The CAMI plant will build Brightdrop delivery vehicles

The GM CAMI plant in Ingersoll, Ontario, is the first full-scale electric vehicle (EV) plant in Canada, and it’s making electric delivery vehicles for DHL and other companies.

GM has been on a mission to re-tool the CAMI plant for EVs since May 2022, from making Equnoix crossovers to the new Brightdrop Zevo 600 delivery vans. This is GM’s fastest rework of a plant and ideally means that others can be refurbished in less than a year.

If you’re asking yourself, “what is Brightdrop?” you can find more information in our previous coverage. That said, the short of it is that Brightdrop is GM’s branding for electric logistics solutions, including delivery vans or warehouse tools.
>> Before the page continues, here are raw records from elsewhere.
//! Document-level cancellation.
//!
//! A [`CancelToken`] is cloned into every unit task. Cancelling it stops new
//! dispatches and interrupts in-flight engine calls; the engine process is
//! killed when its future is dropped.

use std::sync::Arc;
use tokio::sync::watch;

/// Cloneable cancellation flag that can also be awaited.
#[derive(Debug, Clone)]
pub struct CancelToken {
    tx: Arc<watch::Sender<bool>>,
    rx: watch::Receiver<bool>,
}

impl Default for CancelToken {
    fn default() -> Self {
        Self::new()
    }
}

impl CancelToken {
    pub fn new() -> Self {
        let (tx, rx) = watch::channel(false);
        Self {
            tx: Arc::new(tx),
            rx,
        }
    }

    /// Request cancellation. Idempotent.
    pub fn cancel(&self) {
        self.tx.send_replace(true);
    }

    pub fn is_cancelled(&self) -> bool {
        *self.rx.borrow()
    }

    /// Resolves once [`cancel`](Self::cancel) has been called on any clone.
    pub async fn cancelled(&self) {
        let mut rx = self.rx.clone();
        // The sender lives in `self`, so `wait_for` cannot fail here.
        let _ = rx.wait_for(|cancelled| *cancelled).await;
    }
}

#[cfg(test)]
mod tests {
    use super::*;
    use std::time::Duration;

    #[test]
    fn starts_uncancelled() {
        assert!(!CancelToken::new().is_cancelled());
    }

    #[test]
    fn cancel_is_seen_by_clones() {
        let token = CancelToken::new();
        let clone = token.clone();
        clone.cancel();
        clone.cancel();
        assert!(token.is_cancelled());
    }

    #[tokio::test]
    async fn cancelled_resolves_after_cancel() {
        let token = CancelToken::new();
        let waiter = token.clone();
        let handle = tokio::spawn(async move { waiter.cancelled().await });
        tokio::time::sleep(Duration::from_millis(10)).await;
        token.cancel();
        tokio::time::timeout(Duration::from_secs(1), handle)
            .await
            .unwrap()
            .unwrap();
    }

    #[tokio::test]
    async fn cancelled_resolves_immediately_when_already_cancelled() {
        let token = CancelToken::new();
        token.cancel();
        tokio::time::timeout(Duration::from_millis(100), token.cancelled())
            .await
            .unwrap();
    }
}
use std::convert::Infallible;
use std::sync::Arc;
use std::time::Instant;

use axum::{
    extract::{FromRequestParts, Request, State},
    http::{request::Parts, Uri},
    middleware::Next,
    response::Response,
};

use crate::clock::{Clock, SystemClock};
use crate::config::SensorConfig;
use crate::error::Result;
use crate::metrics::page_recorder::PageScope;
use crate::metrics::{NullRecorder, PageRecorder, TaskRecorder, TaskSink};
use crate::output::HandlerRegistry;

/// Request header carrying the authenticated user, set by the session layer.
pub const USER_ID_HEADER: &str = "x-user-id";

// ─── Shared setup ────────────────────────────────────────────────

/// Everything needed to build a page recorder for each request.
#[derive(Debug, Clone)]
pub struct Instrumentation {
    config: SensorConfig,
    registry: HandlerRegistry,
    clock: Arc<dyn Clock>,
}

impl Instrumentation {
    pub fn new(config: SensorConfig, registry: HandlerRegistry) -> Self {
        Self {
            config,
            registry,
            clock: Arc::new(SystemClock),
        }
    }

    pub fn with_clock(mut self, clock: Arc<dyn Clock>) -> Self {
        self.clock = clock;
        self
    }

    pub fn config(&self) -> &SensorConfig {
        &self.config
    }

    /// Check that every configured handler resolves.
    pub fn validate(&self) -> Result<()> {
        self.registry.resolve(&self.config.handlers).map(|_| ())
    }

    /// Fresh recorder for one request; starts its clock now.
    pub fn page_recorder(&self) -> Result<PageRecorder> {
        PageRecorder::from_config(&self.config, &self.registry, self.clock.clone())
    }
}

// ─── Per-request handle ──────────────────────────────────────────

/// The current request's recorder, as seen by route handlers.
///
/// Falls back to a recorder that discards everything when the sensor
/// middleware is not installed or failed to set up.
#[derive(Clone)]
pub struct Sensor {
    sink: Arc<dyn TaskSink>,
    enabled: bool,
}

impl Sensor {
    pub fn new(sink: Arc<dyn TaskSink>) -> Self {
        Self {
            sink,
            enabled: true,
        }
    }

    pub fn disabled() -> Self {
        Self {
            sink: Arc::new(NullRecorder),
            enabled: false,
        }
    }

    pub fn is_enabled(&self) -> bool {
        self.enabled
    }

    pub fn task(&self, name: impl Into<String>) -> TaskRecorder<'_> {
        TaskRecorder::start(self.sink.as_ref(), name)
    }

    pub fn task_once(&self, name: impl Into<String>) -> TaskRecorder<'_> {
        TaskRecorder::start_once(self.sink.as_ref(), name)
    }
}

#[axum::async_trait]
impl<S> FromRequestParts<S> for Sensor
where
    S: Send + Sync,
{
    type Rejection = Infallible;

    async fn from_request_parts(
        parts: &mut Parts,
        _state: &S,
    ) -> std::result::Result<Self, Self::Rejection> {
        Ok(parts
            .extensions
            .get::<Sensor>()
            .cloned()
            .unwrap_or_else(Sensor::disabled))
    }
}

// ─── Middleware ──────────────────────────────────────────────────

/// Times every request and reports slow or allowlisted pages.
///
/// Also adds two response headers:
///
///   X-Response-Time-Us  — total handler wall time in microseconds
///   Server-Timing       — same value in the standard Server-Timing format
///
/// A broken sensor setup never fails the request: it runs uninstrumented.
pub async fn sensor_middleware(
    State(instrumentation): State<Arc<Instrumentation>>,
    mut req: Request,
    next: Next,
) -> Response {
    let method = req.method().clone();
    let path = req.uri().path().to_owned();

    let recorder = match instrumentation.page_recorder() {
        Ok(recorder) => Arc::new(recorder),
        Err(err) => {
            tracing::error!(error = %err, %path, "sensor setup failed, request runs uninstrumented");
            req.extensions_mut().insert(Sensor::disabled());
            return next.run(req).await;
        }
    };

    let user_id = req
        .headers()
        .get(USER_ID_HEADER)
        .and_then(|v| v.to_str().ok())
        .filter(|v| !v.is_empty())
        .map(str::to_owned);
    let scope = PageScope::new(recorder.clone(), page_identifier(req.uri()), user_id);
    req.extensions_mut().insert(Sensor::new(recorder));

    let start = Instant::now();
    let mut response = next.run(req).await;
    let elapsed = start.elapsed();
    let report = scope.finish();

    // ── Inject response headers ─────────────────────────────────
    if let Ok(val) = elapsed.as_micros().to_string().parse() {
        response.headers_mut().insert("X-Response-Time-Us", val);
    }

    let server_timing = format!("total;dur={:.3}", elapsed.as_secs_f64() * 1000.0);
    if let Ok(val) = server_timing.parse() {
        response.headers_mut().insert("Server-Timing", val);
    }

    tracing::debug!(
        %method,
        %path,
        status = response.status().as_u16(),
        us = elapsed.as_micros() as u64,
        reported = report.is_some(),
        "request timed"
    );

    response
}

/// Page identifier used in reports: the path, plus `?id=<id>` when the
/// query string carries an `id`.
pub fn page_identifier(uri: &Uri) -> String {
    let path = uri.path();
    let id = uri.query().and_then(|query| {
        query
            .split('&')
            .filter_map(|pair| pair.split_once('='))
            .find(|(key, _)| *key == "id")
            .map(|(_, value)| value)
    });

    match id {
        Some(id) => format!("{path}?id={id}"),
        None => path.to_owned(),
    }
}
Once the plant reaches full scale, it should produce around 50,000 EVs annually. Then, once production starts picking up for the Brightdrop delivery vehicles, there are plans to build the smaller Zevo 400 in the factory.


This is a notable achievement for Canada since it helps solidify our EV manufacturing supply chain on the world stage. At the event, Prime Minister Trudeau mentioned that over the past few years, Canada has moved from 5th in the world to 2nd in terms of battery supply chains. With a company like GM willing to revamp a plant in Ontario, it sets the stage for other automakers to follow suit.

Canada’s vast mineral wealth, new refinement factories and now EV assembly workforce will be hard to ignore as more automakers look to step into the world of electric vehicles.

For the Canadian workforce, that’s good news, as CBC reports that 400 people currently work on the assembly line, but the plant could scale up to as many as 1,600 by the end of 2023 if things go well in the coming months.